Abstract
Chronic visceral pain is a major challenge for both patients and health providers. Although the central sensitization of the brain is thought to play an important role in the development of visceral pain, the detailed neural circuits remain largely unknown. Using a well-established chronic visceral hypersensitivity model induced by neonatal maternal deprivation (NMD) in male mice, we identified a distinct pathway whereby the claustrum (CL) glutamatergic neuron projecting to the anterior cingulate cortex (ACC) is critical for visceral pain but not for CFA-evoked inflammatory pain. By a combination of in vivo circuit-dissecting extracellular electrophysiological approaches and visceral pain related electromyographic (EMG) recordings, we demonstrated that optogenetic inhibition of CL glutamatergic activity suppressed the ACC neural activity and visceral hypersensitivity of NMD mice whereas selective activation of CL glutamatergic activity enhanced the ACC neural activity and evoked visceral pain of control mice. Further, optogenetic studies demonstrate a causal link between such neuronal activity and visceral pain behaviors. Chemogenetic activation or inhibition of ACC neural activities reversed the effects of optogenetic manipulation of CL neural activities on visceral pain responses. Importantly, molecular detection showed that NMD significantly enhances the expression of NMDA receptors and activated CaMKIIα in the ACC postsynaptic density (PSD) region. Together, our data establish a functional role for CL→ACC glutamatergic neurons in gating visceral pain, thus providing a potential treatment strategy for visceral pain.

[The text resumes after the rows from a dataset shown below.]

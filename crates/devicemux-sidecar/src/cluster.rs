//! Cluster access for `MobileDevice` resources.
//!
//! The reconciler talks to the cluster through the [`DeviceRepository`]
//! trait. [`KubeDeviceRepository`] implements it against the API server.

use async_trait::async_trait;
use k8s_openapi::api::core::v1::Pod;
use k8s_openapi::apimachinery::pkg::apis::meta::v1::OwnerReference;
use kube::api::{Api, DeleteParams, ListParams, Patch, PatchParams, PostParams};
use kube::Client;
use serde_json::json;
use tracing::{debug, info, warn};

use crate::crd::{managed_selector, MobileDevice, MobileDeviceStatus};
use crate::{Result, SidecarError};

/// Access to the cluster state of the devices managed by one sidecar pod.
#[async_trait]
pub trait DeviceRepository: Send + Sync {
    /// Return an owner reference to the sidecar pod, or `None` if the pod
    /// does not exist.
    ///
    /// # Errors
    ///
    /// Returns an error if the pod cannot be read.
    async fn owner_pod(&self) -> Result<Option<OwnerReference>>;

    /// List the devices managed by this sidecar.
    ///
    /// # Errors
    ///
    /// Returns an error if listing fails.
    async fn list_devices(&self) -> Result<Vec<MobileDevice>>;

    /// Create a device resource. Creating a resource that already exists
    /// returns the existing one.
    ///
    /// # Errors
    ///
    /// Returns an error if creation fails.
    async fn create_device(&self, device: &MobileDevice) -> Result<MobileDevice>;

    /// Delete a device resource.
    ///
    /// # Errors
    ///
    /// Returns an error if deletion fails (except 404).
    async fn delete_device(&self, name: &str) -> Result<()>;

    /// Replace the status of a device resource.
    ///
    /// # Errors
    ///
    /// Returns an error if the status update fails.
    async fn update_status(&self, name: &str, status: &MobileDeviceStatus) -> Result<()>;
}

/// Kubernetes-backed device repository.
pub struct KubeDeviceRepository {
    client: Client,
    namespace: String,
    pod_name: String,
}

impl KubeDeviceRepository {
    /// Create a repository for the devices of `pod_name` in `namespace`.
    #[must_use]
    pub fn new(client: Client, namespace: impl Into<String>, pod_name: impl Into<String>) -> Self {
        Self {
            client,
            namespace: namespace.into(),
            pod_name: pod_name.into(),
        }
    }

    fn devices_api(&self) -> Api<MobileDevice> {
        Api::namespaced(self.client.clone(), &self.namespace)
    }

    fn pods_api(&self) -> Api<Pod> {
        Api::namespaced(self.client.clone(), &self.namespace)
    }
}

/// Build an owner reference to a pod.
///
/// # Errors
///
/// Returns `SidecarError::InvalidResource` if the pod has no name or UID.
pub fn pod_owner_reference(pod: &Pod) -> Result<OwnerReference> {
    let name = pod.metadata.name.clone().ok_or_else(|| SidecarError::InvalidResource {
        name: "<unnamed pod>".to_string(),
        reason: "pod has no name".to_string(),
    })?;
    let uid = pod.metadata.uid.clone().ok_or_else(|| SidecarError::InvalidResource {
        name: name.clone(),
        reason: "pod has no uid".to_string(),
    })?;

    Ok(OwnerReference {
        api_version: "v1".to_string(),
        kind: "Pod".to_string(),
        name,
        uid,
        controller: Some(true),
        block_owner_deletion: None,
    })
}

#[async_trait]
impl DeviceRepository for KubeDeviceRepository {
    async fn owner_pod(&self) -> Result<Option<OwnerReference>> {
        match self.pods_api().get_opt(&self.pod_name).await? {
            Some(pod) => Ok(Some(pod_owner_reference(&pod)?)),
            None => Ok(None),
        }
    }

    async fn list_devices(&self) -> Result<Vec<MobileDevice>> {
        let params = ListParams::default().labels(&managed_selector(&self.pod_name));
        let list = self.devices_api().list(&params).await?;
        Ok(list.items)
    }

    async fn create_device(&self, device: &MobileDevice) -> Result<MobileDevice> {
        let api = self.devices_api();
        let name = device.metadata.name.clone().unwrap_or_default();

        match api.create(&PostParams::default(), device).await {
            Ok(created) => {
                info!(name = %name, owner = %self.pod_name, "Created MobileDevice");
                Ok(created)
            }
            Err(kube::Error::Api(e)) if e.code == 409 => {
                debug!(name = %name, "MobileDevice already exists");
                Ok(api.get(&name).await?)
            }
            Err(e) => Err(e.into()),
        }
    }

    async fn delete_device(&self, name: &str) -> Result<()> {
        match self
            .devices_api()
            .delete(name, &DeleteParams::default())
            .await
        {
            Ok(_) => {
                info!(name, "Deleted MobileDevice");
                Ok(())
            }
            Err(kube::Error::Api(e)) if e.code == 404 => {
                warn!(name, "MobileDevice not found, already deleted");
                Ok(())
            }
            Err(e) => Err(e.into()),
        }
    }

    async fn update_status(&self, name: &str, status: &MobileDeviceStatus) -> Result<()> {
        let patch = json!({ "status": status });
        self.devices_api()
            .patch_status(name, &PatchParams::default(), &Patch::Merge(&patch))
            .await?;
        debug!(name, "Updated MobileDevice status");
        Ok(())
    }
}

/// A mock repository for testing without a cluster.
#[cfg(any(test, feature = "test-utils"))]
pub mod mock {
    use std::collections::BTreeMap;

    use parking_lot::Mutex;

    use super::*;
    use kube::ResourceExt;

    /// A device repository that keeps resources in memory.
    pub struct MockDeviceRepository {
        owner: Mutex<Option<OwnerReference>>,
        devices: Mutex<BTreeMap<String, MobileDevice>>,
        created: Mutex<Vec<String>>,
        deleted: Mutex<Vec<String>>,
    }

    impl Default for MockDeviceRepository {
        fn default() -> Self {
            Self::new("sidecar-0")
        }
    }

    impl MockDeviceRepository {
        /// Create a repository whose sidecar pod exists.
        #[must_use]
        pub fn new(pod_name: &str) -> Self {
            let owner = OwnerReference {
                api_version: "v1".to_string(),
                kind: "Pod".to_string(),
                name: pod_name.to_string(),
                uid: format!("{pod_name}-uid"),
                controller: Some(true),
                block_owner_deletion: None,
            };
            Self {
                owner: Mutex::new(Some(owner)),
                devices: Mutex::new(BTreeMap::new()),
                created: Mutex::new(Vec::new()),
                deleted: Mutex::new(Vec::new()),
            }
        }

        /// Create a repository whose sidecar pod does not exist.
        #[must_use]
        pub fn without_owner() -> Self {
            let repo = Self::default();
            *repo.owner.lock() = None;
            repo
        }

        /// Add an existing resource.
        pub fn insert(&self, device: MobileDevice) {
            self.devices.lock().insert(device.name_any(), device);
        }

        /// Get a resource by name.
        #[must_use]
        pub fn device(&self, name: &str) -> Option<MobileDevice> {
            self.devices.lock().get(name).cloned()
        }

        /// Names of all stored resources.
        #[must_use]
        pub fn names(&self) -> Vec<String> {
            self.devices.lock().keys().cloned().collect()
        }

        /// Names passed to `create_device`.
        #[must_use]
        pub fn created(&self) -> Vec<String> {
            self.created.lock().clone()
        }

        /// Names passed to `delete_device`.
        #[must_use]
        pub fn deleted(&self) -> Vec<String> {
            self.deleted.lock().clone()
        }
    }

    #[async_trait]
    impl DeviceRepository for MockDeviceRepository {
        async fn owner_pod(&self) -> Result<Option<OwnerReference>> {
            Ok(self.owner.lock().clone())
        }

        async fn list_devices(&self) -> Result<Vec<MobileDevice>> {
            Ok(self.devices.lock().values().cloned().collect())
        }

        async fn create_device(&self, device: &MobileDevice) -> Result<MobileDevice> {
            let name = device.name_any();
            self.created.lock().push(name.clone());
            Ok(self
                .devices
                .lock()
                .entry(name)
                .or_insert_with(|| device.clone())
                .clone())
        }

        async fn delete_device(&self, name: &str) -> Result<()> {
            self.deleted.lock().push(name.to_string());
            self.devices.lock().remove(name);
            Ok(())
        }

        async fn update_status(&self, name: &str, status: &MobileDeviceStatus) -> Result<()> {
            match self.devices.lock().get_mut(name) {
                Some(device) => {
                    device.status = Some(status.clone());
                    Ok(())
                }
                None => Err(SidecarError::InvalidResource {
                    name: name.to_string(),
                    reason: "not found".to_string(),
                }),
            }
        }
    }
}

SIGNIFICANCE STATEMENT Studies have shown that sensitization of anterior cingulate cortex (ACC) plays an important role in chronic pain. However, it is as yet unknown whether there is a specific brain region and a distinct neural circuit that helps the ACC to distinguish visceral and somatic pain. The present study demonstrates that claustrum (CL) glutamatergic neurons maybe responding to colorectal distention (CRD) rather than somatic stimulation and that a CL glutamatergic projection to ACC glutamatergic neuron regulates visceral pain in mice. Furthermore, excessive NMDA receptors and overactive CaMKIIα in the ACC postsynaptic density (PSD) region were observed in mice with chronic visceral pain. Together, these findings reveal a novel neural circuity underlying the central sensitization of chronic visceral pain.